Sleeping more lately? You’re not alone and this is why

Science and Health

If you feel that it’s harder for you to get up in the morning or if you fall asleep much earlier you’re not alone. 

New research suggests that humans may need more sleep during the colder months. An analysis of people who participated in sleep studies found that people had more REM (rapid eye movement) sleep in the winter months. 

While the total sleep time in winter is about an hour longer than in summer, this result wasn’t considered to be statistically significant. Yet researchers found that REM sleep, which is directly linked to the biological clock that’s affected by the change of light, was 30 minutes longer in winter than in summer.

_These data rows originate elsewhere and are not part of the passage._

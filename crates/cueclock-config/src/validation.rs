//! Configuration validation

use crate::schema::{RawCategory, RawConfig};
use std::collections::HashSet;
use thiserror::Error;

/// Smallest accepted tick period
pub const MIN_TICK_INTERVAL_MS: u64 = 100;

/// Largest accepted tick period
pub const MAX_TICK_INTERVAL_MS: u64 = 60_000;

/// Validation error
#[derive(Debug, Clone, Error)]
pub enum ValidationError {
    #[error("Category '{category}': {message}")]
    CategoryError { category: String, message: String },

    #[error("Duplicate category ID: {0}")]
    DuplicateCategoryId(String),

    #[error("Duplicate table {table_id} in category '{category}'")]
    DuplicateTableId { category: String, table_id: u32 },

    #[error("Invalid rate {rate} for table {table_id} in category '{category}': must be a positive number")]
    InvalidTableRate {
        category: String,
        table_id: u32,
        rate: f64,
    },

    #[error("Invalid entry in available_rates: {0} (must be a positive number)")]
    InvalidAvailableRate(f64),

    #[error("Global config error: {0}")]
    GlobalError(String),
}

/// Validate a raw configuration, collecting every problem found
pub fn validate_config(config: &RawConfig) -> Vec<ValidationError> {
    let mut errors = Vec::new();

    if config.available_rates.is_empty() {
        errors.push(ValidationError::GlobalError(
            "available_rates must list at least one rate".into(),
        ));
    }
    for rate in &config.available_rates {
        if !is_valid_rate(*rate) {
            errors.push(ValidationError::InvalidAvailableRate(*rate));
        }
    }

    if let Some(interval) = config.service.tick_interval_ms
        && !(MIN_TICK_INTERVAL_MS..=MAX_TICK_INTERVAL_MS).contains(&interval)
    {
        errors.push(ValidationError::GlobalError(format!(
            "tick_interval_ms must be between {} and {}, got {}",
            MIN_TICK_INTERVAL_MS, MAX_TICK_INTERVAL_MS, interval
        )));
    }

    if config.categories.is_empty() {
        errors.push(ValidationError::GlobalError(
            "at least one category must be configured".into(),
        ));
    }

    let mut seen_ids = HashSet::new();
    for category in &config.categories {
        if !seen_ids.insert(&category.id) {
            errors.push(ValidationError::DuplicateCategoryId(category.id.clone()));
        }
    }

    for category in &config.categories {
        errors.extend(validate_category(category));
    }

    errors
}

fn validate_category(category: &RawCategory) -> Vec<ValidationError> {
    let mut errors = Vec::new();

    if category.id.trim().is_empty() {
        errors.push(ValidationError::CategoryError {
            category: category.id.clone(),
            message: "id cannot be empty".into(),
        });
    }

    if let Some(label) = &category.label
        && label.trim().is_empty()
    {
        errors.push(ValidationError::CategoryError {
            category: category.id.clone(),
            message: "label cannot be empty".into(),
        });
    }

    if category.tables.is_empty() {
        errors.push(ValidationError::CategoryError {
            category: category.id.clone(),
            message: "must define at least one table".into(),
        });
    }

    let mut seen_tables = HashSet::new();
    for table in &category.tables {
        if !seen_tables.insert(table.id) {
            errors.push(ValidationError::DuplicateTableId {
                category: category.id.clone(),
                table_id: table.id,
            });
        }

        // A default rate outside available_rates is allowed; only operator changes are restricted
        if !is_valid_rate(table.rate) {
            errors.push(ValidationError::InvalidTableRate {
                category: category.id.clone(),
                table_id: table.id,
                rate: table.rate,
            });
        }
    }

    errors
}

fn is_valid_rate(rate: f64) -> bool {
    rate.is_finite() && rate > 0.0
}
//! Raw configuration schema (as parsed from TOML)

use serde::{Deserialize, Serialize};
use std::path::PathBuf;

/// Raw configuration as parsed from TOML
#[derive(Debug, Clone, Deserialize, Serialize)]
pub struct RawConfig {
    /// Config schema version
    pub config_version: u32,

    /// Rates (currency units per minute) an operator may switch a table to
    #[serde(default)]
    pub available_rates: Vec<f64>,

    /// Global service settings
    #[serde(default)]
    pub service: RawServiceConfig,

    /// Table categories, in display order
    #[serde(default)]
    pub categories: Vec<RawCategory>,
}

/// Service-level settings
#[derive(Debug, Clone, Default, Deserialize, Serialize)]
pub struct RawServiceConfig {
    /// IPC socket path
    pub socket_path: Option<PathBuf>,

    /// Data directory for the session store
    pub data_dir: Option<PathBuf>,

    /// Period of the background refresh, in milliseconds
    pub tick_interval_ms: Option<u64>,

    /// Symbol used when rendering amounts in messages
    pub currency_symbol: Option<String>,
}

/// Raw category definition
#[derive(Debug, Clone, Deserialize, Serialize)]
pub struct RawCategory {
    /// Stable id used by callers ("snooker", "pool")
    pub id: String,

    /// Display label, defaults to the id with a leading capital
    pub label: Option<String>,

    /// Tables in this category
    #[serde(default)]
    pub tables: Vec<RawTable>,
}

/// Raw table definition
#[derive(Debug, Clone, Deserialize, Serialize)]
pub struct RawTable {
    /// Table number within the category
    pub id: u32,

    /// Default rate per minute
    pub rate: f64,
}
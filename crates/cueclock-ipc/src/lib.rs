//! IPC layer for cueclockd
//!
//! Provides:
//! - Unix domain socket server
//! - NDJSON (newline-delimited JSON) protocol
//! - Per-client event subscription
//! - A client for tools and tests

mod client;
mod server;

pub use client::*;
pub use server::*;

use thiserror::Error;

/// IPC errors
#[derive(Debug, Error)]
pub enum IpcError {
    #[error("IO error: {0}")]
    Io(#[from] std::io::Error),

    #[error("JSON error: {0}")]
    Json(#[from] serde_json::Error),

    #[error("Connection closed")]
    ConnectionClosed,

    #[error("Server error: {0}")]
    ServerError(String),
}

impl From<IpcError> for cueclock_util::CueError {
    fn from(e: IpcError) -> Self {
        cueclock_util::CueError::ipc(e.to_string())
    }
}

pub type IpcResult<T> = Result<T, IpcError>;
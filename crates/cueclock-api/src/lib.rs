//! Protocol types for cueclockd IPC
//!
//! This crate defines the stable API between cueclockd and its callers:
//! - Commands (requests from clients)
//! - Responses and error codes
//! - Events (service -> clients)
//! - Table and session views shared with the store and core

mod commands;
mod events;
mod types;

pub use commands::*;
pub use events::*;
pub use types::*;

/// Current API version
pub const API_VERSION: u32 = 1;
//! Table state machine

use chrono::{DateTime, Local, NaiveTime};
use cueclock_api::{SessionRecord, TableAction, TableStatus, TableView};
use cueclock_util::{
    CategoryId, CueError, MonotonicInstant, Result, TableId, clock_time, format_amount,
    format_elapsed,
};

use crate::{BillingClock, accrued_amount, billed_amount, billed_minutes};

/// Result of applying an action to a table
#[derive(Debug, Clone, PartialEq)]
pub enum ActionOutcome {
    Started,
    Paused,
    Resumed,
    Ended(SessionRecord),
    /// The action does not apply in the current state
    NoChange,
}

impl ActionOutcome {
    /// Operator-facing message, e.g. `Snooker Table 1 started`
    pub fn message(&self, label: &str, table_id: TableId, currency_symbol: &str) -> String {
        match self {
            ActionOutcome::Started => format!("{} Table {} started", label, table_id),
            ActionOutcome::Paused => format!("{} Table {} paused", label, table_id),
            ActionOutcome::Resumed => format!("{} Table {} resumed", label, table_id),
            ActionOutcome::Ended(session) => format!(
                "{} Table {} ended - {} for {:.1} minutes",
                label,
                table_id,
                format_amount(currency_symbol, session.amount),
                session.duration_minutes
            ),
            ActionOutcome::NoChange => "No action taken".to_string(),
        }
    }

    pub fn is_change(&self) -> bool {
        !matches!(self, ActionOutcome::NoChange)
    }
}
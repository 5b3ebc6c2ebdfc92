//! Billing clock
//!
//! Elapsed time is derived on demand from monotonic time: the stored
//! elapsed total plus the interval since the clock last started running.
//! A periodic tick may fold the running interval into the stored total;
//! that never changes the reported value, only where it is kept.

use cueclock_util::{MonotonicInstant, round_currency, round_minutes};
use std::time::Duration;

/// Accumulates running time for one table
#[derive(Debug, Clone, Default)]
pub struct BillingClock {
    /// Running time folded in so far
    stored: Duration,

    /// Set iff the clock is running
    running_since: Option<MonotonicInstant>,
}

impl BillingClock {
    pub fn new() -> Self {
        Self::default()
    }

    /// Zero the clock and start it
    pub fn start(&mut self, now_mono: MonotonicInstant) {
        self.stored = Duration::ZERO;
        self.running_since = Some(now_mono);
    }

    /// Stop accruing, keeping the elapsed total
    pub fn pause(&mut self, now_mono: MonotonicInstant) {
        self.fold(now_mono);
        self.running_since = None;
    }

    /// Continue accruing from the frozen total
    pub fn resume(&mut self, now_mono: MonotonicInstant) {
        if self.running_since.is_none() {
            self.running_since = Some(now_mono);
        }
    }

    /// Stop the clock and return the final elapsed time, leaving it zeroed
    pub fn stop(&mut self, now_mono: MonotonicInstant) -> Duration {
        let elapsed = self.elapsed(now_mono);
        self.stored = Duration::ZERO;
        self.running_since = None;
        elapsed
    }

    /// Move the running interval into the stored total
    pub fn fold(&mut self, now_mono: MonotonicInstant) {
        if let Some(since) = self.running_since {
            self.stored += now_mono.duration_since(since);
            self.running_since = Some(now_mono);
        }
    }

    /// Elapsed running time as of `now_mono`
    pub fn elapsed(&self, now_mono: MonotonicInstant) -> Duration {
        match self.running_since {
            Some(since) => self.stored + now_mono.duration_since(since),
            None => self.stored,
        }
    }

    /// Whole elapsed seconds as of `now_mono`
    pub fn elapsed_seconds(&self, now_mono: MonotonicInstant) -> u64 {
        self.elapsed(now_mono).as_secs()
    }
}

/// Live charge for `elapsed_seconds` at `rate` per minute. Not rounded.
pub fn accrued_amount(elapsed_seconds: u64, rate: f64) -> f64 {
    elapsed_seconds as f64 / 60.0 * rate
}

/// Minutes written on a session record
pub fn billed_minutes(elapsed_seconds: u64) -> f64 {
    round_minutes(elapsed_seconds as f64 / 60.0)
}

/// Amount written on a session record
pub fn billed_amount(elapsed_seconds: u64, rate: f64) -> f64 {
    round_currency(accrued_amount(elapsed_seconds, rate))
}

#[cfg(test)]
mod tests {
    use super::*;

    #[test]
    fn test_running_clock_accrues() {
        let t0 = MonotonicInstant::now();
        let mut clock = BillingClock::new();
        clock.start(t0);

        assert_eq!(clock.elapsed_seconds(t0), 0);
        assert_eq!(clock.elapsed_seconds(t0 + Duration::from_secs(90)), 90);
    }

    #[test]
    fn test_pause_freezes_and_resume_continues() {
        let t0 = MonotonicInstant::now();
        let mut clock = BillingClock::new();
        clock.start(t0);
        clock.pause(t0 + Duration::from_secs(30));

        // Frozen while paused
        assert_eq!(clock.elapsed_seconds(t0 + Duration::from_secs(500)), 30);

        clock.resume(t0 + Duration::from_secs(500));
        assert_eq!(clock.elapsed_seconds(t0 + Duration::from_secs(530)), 60);
    }

    #[test]
    fn test_fold_does_not_change_elapsed() {
        let t0 = MonotonicInstant::now();
        let mut clock = BillingClock::new();
        clock.start(t0);

        let mut now = t0;
        for _ in 0..10 {
            now = now + Duration::from_millis(1500);
            clock.fold(now);
        }

        assert_eq!(clock.elapsed(now), Duration::from_secs(15));
        assert_eq!(clock.elapsed_seconds(now + Duration::from_millis(500)), 15);
    }

    #[test]
    fn test_stop_resets() {
        let t0 = MonotonicInstant::now();
        let mut clock = BillingClock::new();
        clock.start(t0);

        let elapsed = clock.stop(t0 + Duration::from_secs(42));
        assert_eq!(elapsed, Duration::from_secs(42));
        assert_eq!(clock.elapsed_seconds(t0 + Duration::from_secs(100)), 0);
    }

    #[test]
    fn test_start_zeroes_previous_total() {
        let t0 = MonotonicInstant::now();
        let mut clock = BillingClock::new();
        clock.start(t0);
        clock.pause(t0 + Duration::from_secs(20));

        clock.start(t0 + Duration::from_secs(25));
        assert_eq!(clock.elapsed_seconds(t0 + Duration::from_secs(25)), 0);
    }

    #[test]
    fn test_amounts() {
        assert_eq!(accrued_amount(90, 3.0), 4.5);
        assert_eq!(accrued_amount(0, 6.5), 0.0);
        // Linear, never capped
        assert_eq!(accrued_amount(6 * 3600, 2.0), 720.0);

        assert_eq!(billed_minutes(90), 1.5);
        assert_eq!(billed_minutes(100), 1.7);
        assert_eq!(billed_amount(100, 3.5), 5.83);
    }
}
//! Shared utilities for cueclockd
//!
//! This crate provides:
//! - ID types (CategoryId, TableId, ClientId)
//! - Time utilities (monotonic time, clock and elapsed formatting)
//! - Money rounding helpers
//! - Error types
//! - Default paths for socket, data and config files

mod error;
mod ids;
mod money;
mod paths;
mod time;

pub use error::*;
pub use ids::*;
pub use money::*;
pub use paths::*;
pub use time::*;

The study, published in the journal Frontiers in Neuroscience, indicates that even in an urban population that experiences sleep which is often interrupted by excess noise, humans have longer REM sleep in winter than in summer and less deep sleep in autumn as well.

Researchers studied 188 patients at the clinic who slept in a special laboratory. Participants were told to sleep as usual but without an alarm clock. The length and quality of their sleep was measured and scientists found that overall sleep time jumped by about an hour in the winter, which they said wasn’t a meaningful measure on its own.

Cats asleep in the sun (credit: PEXELS)

 

What really caught their attention was the extra 30 minutes of REM sleep, which is the fourth stage of sleep known as the dream stage and driven in the winter months by the biological clock, which participants experienced.

Sleeping by the season

Dr. Dieter Kunz, study author from the Clinic for Sleep and Chrono-Medicine at St. Hedwig Hospital, Germany, explained that seasonality is everywhere and in every living thing on this Earth. Although we function in the winter as we do in the summer, human physiology is regulated, with a feeling of running on fumes in February or March in the northern hemisphere.

Kunz added that companies should adjust sleep habits including length and timing to the season or adjust school and work schedules to seasonal sleep needs.

While researchers acknowledge that results need to be verified in people without sleep difficulties, seasonal changes may be even greater in a healthy population elsewhere in the world.